## What you are asked to do
Transcribe, word for word and without additions, each line below from the one containing "use thiserror::Error;" through the one containing "looks the same).", both ends included.

Data supplied below:

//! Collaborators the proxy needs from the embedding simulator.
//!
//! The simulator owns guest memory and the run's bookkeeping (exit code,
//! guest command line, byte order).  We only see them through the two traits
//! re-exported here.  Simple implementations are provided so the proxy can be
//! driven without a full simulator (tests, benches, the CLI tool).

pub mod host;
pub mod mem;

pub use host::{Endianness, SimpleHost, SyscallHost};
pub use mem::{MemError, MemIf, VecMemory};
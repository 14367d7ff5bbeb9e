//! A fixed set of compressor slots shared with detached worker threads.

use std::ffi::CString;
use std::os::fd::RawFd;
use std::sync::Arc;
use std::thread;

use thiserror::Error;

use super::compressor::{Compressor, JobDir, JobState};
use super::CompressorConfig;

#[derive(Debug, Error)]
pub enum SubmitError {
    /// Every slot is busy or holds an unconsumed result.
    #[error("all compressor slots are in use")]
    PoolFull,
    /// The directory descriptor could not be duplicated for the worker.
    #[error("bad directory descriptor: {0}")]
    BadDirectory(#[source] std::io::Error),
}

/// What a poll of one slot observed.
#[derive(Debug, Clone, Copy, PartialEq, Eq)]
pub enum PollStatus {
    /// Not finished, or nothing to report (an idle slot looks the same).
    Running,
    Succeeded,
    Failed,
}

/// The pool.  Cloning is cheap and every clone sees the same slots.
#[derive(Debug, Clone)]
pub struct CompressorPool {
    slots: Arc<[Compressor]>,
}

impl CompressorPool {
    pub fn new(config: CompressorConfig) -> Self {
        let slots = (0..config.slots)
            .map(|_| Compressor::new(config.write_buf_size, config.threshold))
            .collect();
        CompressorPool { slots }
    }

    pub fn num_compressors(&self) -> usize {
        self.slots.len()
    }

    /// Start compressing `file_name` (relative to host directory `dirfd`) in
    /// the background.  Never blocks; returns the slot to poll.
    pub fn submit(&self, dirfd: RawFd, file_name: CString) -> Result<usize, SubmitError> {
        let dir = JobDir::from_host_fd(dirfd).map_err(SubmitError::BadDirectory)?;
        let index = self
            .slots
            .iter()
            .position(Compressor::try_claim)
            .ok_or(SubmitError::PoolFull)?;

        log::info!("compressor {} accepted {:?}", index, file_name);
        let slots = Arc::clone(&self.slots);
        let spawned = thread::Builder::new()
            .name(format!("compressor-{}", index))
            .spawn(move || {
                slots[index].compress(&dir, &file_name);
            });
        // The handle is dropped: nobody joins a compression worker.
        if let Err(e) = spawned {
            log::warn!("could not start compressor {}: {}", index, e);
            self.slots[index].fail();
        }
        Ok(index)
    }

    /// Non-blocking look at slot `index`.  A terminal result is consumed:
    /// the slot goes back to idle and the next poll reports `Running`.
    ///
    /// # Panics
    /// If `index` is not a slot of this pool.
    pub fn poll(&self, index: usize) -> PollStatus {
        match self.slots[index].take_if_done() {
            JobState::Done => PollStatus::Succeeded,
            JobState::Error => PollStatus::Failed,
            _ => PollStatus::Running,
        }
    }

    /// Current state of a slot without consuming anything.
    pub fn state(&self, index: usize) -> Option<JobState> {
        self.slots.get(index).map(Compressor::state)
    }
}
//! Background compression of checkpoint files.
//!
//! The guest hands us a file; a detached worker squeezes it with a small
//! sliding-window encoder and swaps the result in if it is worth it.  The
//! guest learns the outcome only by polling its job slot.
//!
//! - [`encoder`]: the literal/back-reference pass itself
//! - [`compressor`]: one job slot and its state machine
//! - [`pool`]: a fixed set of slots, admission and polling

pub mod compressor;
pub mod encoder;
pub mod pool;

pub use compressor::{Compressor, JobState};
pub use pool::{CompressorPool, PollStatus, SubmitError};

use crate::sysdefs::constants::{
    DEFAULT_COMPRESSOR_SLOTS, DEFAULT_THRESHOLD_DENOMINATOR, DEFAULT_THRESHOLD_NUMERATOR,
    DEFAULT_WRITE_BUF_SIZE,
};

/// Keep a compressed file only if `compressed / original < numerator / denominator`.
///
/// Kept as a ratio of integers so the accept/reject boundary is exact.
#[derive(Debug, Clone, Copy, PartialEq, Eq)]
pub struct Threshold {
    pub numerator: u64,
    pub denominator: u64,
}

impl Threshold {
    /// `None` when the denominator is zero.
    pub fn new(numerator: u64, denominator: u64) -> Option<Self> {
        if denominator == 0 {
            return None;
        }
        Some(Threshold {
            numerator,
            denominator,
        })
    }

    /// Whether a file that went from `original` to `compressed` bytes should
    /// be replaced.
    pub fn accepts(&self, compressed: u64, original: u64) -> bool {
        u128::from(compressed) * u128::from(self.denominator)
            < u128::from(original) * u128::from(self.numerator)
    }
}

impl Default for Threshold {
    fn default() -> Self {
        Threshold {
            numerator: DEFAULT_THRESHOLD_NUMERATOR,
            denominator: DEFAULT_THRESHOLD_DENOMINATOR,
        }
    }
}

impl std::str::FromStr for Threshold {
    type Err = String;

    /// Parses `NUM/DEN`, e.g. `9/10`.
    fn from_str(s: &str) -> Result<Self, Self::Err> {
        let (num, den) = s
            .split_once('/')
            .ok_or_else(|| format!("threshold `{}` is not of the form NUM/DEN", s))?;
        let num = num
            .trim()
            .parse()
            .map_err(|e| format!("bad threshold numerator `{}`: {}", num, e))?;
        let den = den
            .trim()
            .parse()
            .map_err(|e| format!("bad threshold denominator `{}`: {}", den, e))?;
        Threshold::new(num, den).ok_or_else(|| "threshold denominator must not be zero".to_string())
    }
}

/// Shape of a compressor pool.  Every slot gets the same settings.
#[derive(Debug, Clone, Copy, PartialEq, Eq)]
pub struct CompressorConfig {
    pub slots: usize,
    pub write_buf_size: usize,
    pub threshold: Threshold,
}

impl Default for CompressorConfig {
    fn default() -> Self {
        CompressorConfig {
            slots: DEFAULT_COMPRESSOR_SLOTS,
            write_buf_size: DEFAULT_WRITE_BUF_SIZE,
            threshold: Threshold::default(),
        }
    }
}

End of Data supplied.

## Solution to this exercise
use thiserror::Error;

use super::compressor::{Compressor, JobDir, JobState};
use super::CompressorConfig;

#[derive(Debug, Error)]
pub enum SubmitError {
    /// Every slot is busy or holds an unconsumed result.
    #[error("all compressor slots are in use")]
    PoolFull,
    /// The directory descriptor could not be duplicated for the worker.
    #[error("bad directory descriptor: {0}")]
    BadDirectory(#[source] std::io::Error),
}

/// What a poll of one slot observed.
#[derive(Debug, Clone, Copy, PartialEq, Eq)]
pub enum PollStatus {
    /// Not finished, or nothing to report (an idle slot looks the same).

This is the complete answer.